AMD: R9xx Speculation

Discussion in 'Architecture and Products' started by Lukfi, Oct 5, 2009.

  1. mczak

    Veteran

    Joined:
    Oct 24, 2002
    Messages:
    3,020
    Likes Received:
    115
    And things like internal l2-l1 bandwidth (if the bus stays the same that is).
     
  2. DarthShader

    Regular

    Joined:
    Jul 18, 2010
    Messages:
    350
    Likes Received:
    0
    Location:
    Land of Mu
    nApoleon says 1120sp are official for XT: http://www.chiphell.com/thread-130363-1-1.html

    While pclab.pl post more pics of XFX cards, saying the 6870 has 1280 shaders: http://pclab.pl/news43574.html . Funnily they are unsure about 6850 final clocks, either 725 or 775 mhz.

    Specualtion:

    Barts chip has indeed 1280sp's, but the 6870 and 6850 are salvage parts with parts of the chip deactivated. They seem to be "good enough" anyways, while the full Barts chips can be saved for either a 6890 or a dual card (Antilles?). That would explain the architecture quirks too and would explain all this confusion.
     
  3. jimbo75

    Veteran

    Joined:
    Jan 17, 2010
    Messages:
    1,211
    Likes Received:
    0
    Honestly AMD must be pissing themselves with laughter.
     
  4. Gipsel

    Veteran

    Joined:
    Jan 4, 2010
    Messages:
    1,620
    Likes Received:
    264
    Location:
    Hamburg, Germany
    Anyone asking what happened to the rumored 4 slot VLIW units?

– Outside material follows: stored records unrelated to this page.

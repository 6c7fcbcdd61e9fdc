//! Read-only rate queries

use std::cmp::Ordering;

use crate::core::rates::RateTable;
use crate::entities::rate::RateEntry;

/// Query layer over a [`RateTable`]
///
/// Holds a shared borrow, so it can never mutate the table. It keeps no state
/// of its own; callers that repeat [`RateResolver::has_rates_for_combo`] for one
/// material may cache the answer themselves.
#[derive(Debug, Clone, Copy)]
pub struct RateResolver<'a> {
    table: &'a RateTable,
}

impl<'a> RateResolver<'a> {
    pub fn new(table: &'a RateTable) -> Self {
        Self { table }
    }

    /// Entries at (material, sub-material, size); empty if any level is missing
    pub fn entries_for_cell(
        &self,
        material: &str,
        sub_material: &str,
        size: &str,
    ) -> &'a [RateEntry] {
        self.table.cell(material, sub_material, size).unwrap_or(&[])
    }

    /// Rate for the full five-part key, or `None` when no such entry exists
    pub fn rate(
        &self,
        material: &str,
        sub_material: &str,
        size: &str,
        process_type: &str,
        supplier: &str,
    ) -> Option<f64> {
        self.table
            .cell(material, sub_material, size)?
            .iter()
            .find(|e| e.matches(process_type, supplier))
            .map(|e| e.rate)
    }

    /// True if any grade and size under `material` has a rate for (process, supplier)
    ///
    /// Scans every cell under the material.
    pub fn has_rates_for_combo(&self, material: &str, process_type: &str, supplier: &str) -> bool {
        let Some(sub_materials) = self.table.material(material) else {
            return false;
        };
        sub_materials
            .values()
            .flat_map(|sizes| sizes.values())
            .any(|entries| entries.iter().any(|e| e.matches(process_type, supplier)))
    }

    /// Lowest quoted entry in a cell, first listed wins ties
    pub fn cheapest(
        &self,
        material: &str,
        sub_material: &str,
        size: &str,
    ) -> Option<&'a RateEntry> {
        self.entries_for_cell(material, sub_material, size)
            .iter()
            .min_by(|a, b| a.rate.partial_cmp(&b.rate).unwrap_or(Ordering::Equal))
    }
}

Guess you will see some ISA code for that tonight :lol:

    a RCP will use 3 slots, the same as a SQRT or a RSQ:
    Code:
    x: RCP_sat     R2.x,  R1.y      
    y: RCP_sat     ____,  R1.y      
    z: RCP_sat     ____,  R1.y
    a Sine is done by a succession of *(1/2PI) and another 3 slot instruction (why the hell is the rescaling with 2PI necessary?)
    Code:
              3  x: MUL         ____,  R1.x,  (0x3E22F983, 0.1591549367f).x
              4  x: SIN         R2.x,  PV3.x      
                 y: SIN         ____,  PV3.x      
                 z: SIN         ____,  PV3.x
    a 32bit integer MUL takes the full 4 slots:
    Code:
    x: MULLO_INT   R2.x,  R1.x,  R1.x      
    y: MULLO_INT   ____,  R1.x,  R1.x      
    z: MULLO_INT   ____,  R1.x,  R1.x      
    w: MULLO_INT   ____,  R1.x,  R1.x
    a 24bit integer MUL takes a single slot as expected
    Code:
              3  x: MUL_INT24__NI  R2.x,  R1.x,  R1.x
     
    #3404 Gipsel, Oct 18, 2010
    Last edited by a moderator: Oct 19, 2010
  5. Jawed

    Legend

    Joined:
    Oct 2, 2004
    Messages:
    11,286
    Likes Received:
    1,551
    Location:
    London
    You sneaky chappy! Hmm, very interesting.
     
  6. Gipsel

    Veteran

    Joined:
    Jan 4, 2010
    Messages:
    1,620
    Likes Received:
    264
    Location:
    Hamburg, Germany
    Any wishes? You can send me IL code and I will show you how it will look like in ISA.

    Btw., it really looks like you were right.
     
  7. Kaotik

    Kaotik Drunk Member
    Legend

    Joined:
    Apr 16, 2003
    Messages:
    9,792
    Likes Received:
    3,959
    Location:
    Finland
    The drivers still state clearly that Antilles = Cayman based, not Barts.

    For someone who doesn't understand crap about shadercode etc, what exactly does Gipsels post mean?
     
  8. DarthShader

    Regular

    Joined:
    Jul 18, 2010
    Messages:
    350
    Likes Received:
    0
    Location:
    Land of Mu
    That's what I am wondering too. :)

    But I think I got it: RCP = reciprocal. And if it takes three slots, starting from x, then it means the shaders have been indeed buffed, but not in a why I'd like them too. Still, could be pretty efficient, if there's a 4D-vliw structure.
     
  9. Rebel44

    Newcomer

    Joined:
    Feb 7, 2007
    Messages:
    65
    Likes Received:
    0
    As long as product isnt really locked and it already has bar code, its easier to bribe some random emploee with few $ and he will bring it to you - at least that is my experience from retail.
     
  10. Gipsel

    Veteran

    Joined:
    Jan 4, 2010
    Messages:
    1,620
    Likes Received:
    264
    Location:
    Hamburg, Germany
    It means that there is one member of a future GPU line from AMD which has indeed 4 slot VLIW units. The t slot got deleted and the other ones are beefed up a bit. Complex operations like transcendentals (hence the name for the old t slot) are now done not by a single slot but instead by several slots working together (like already the case for double precision). A reciprocal is done by 3 slots.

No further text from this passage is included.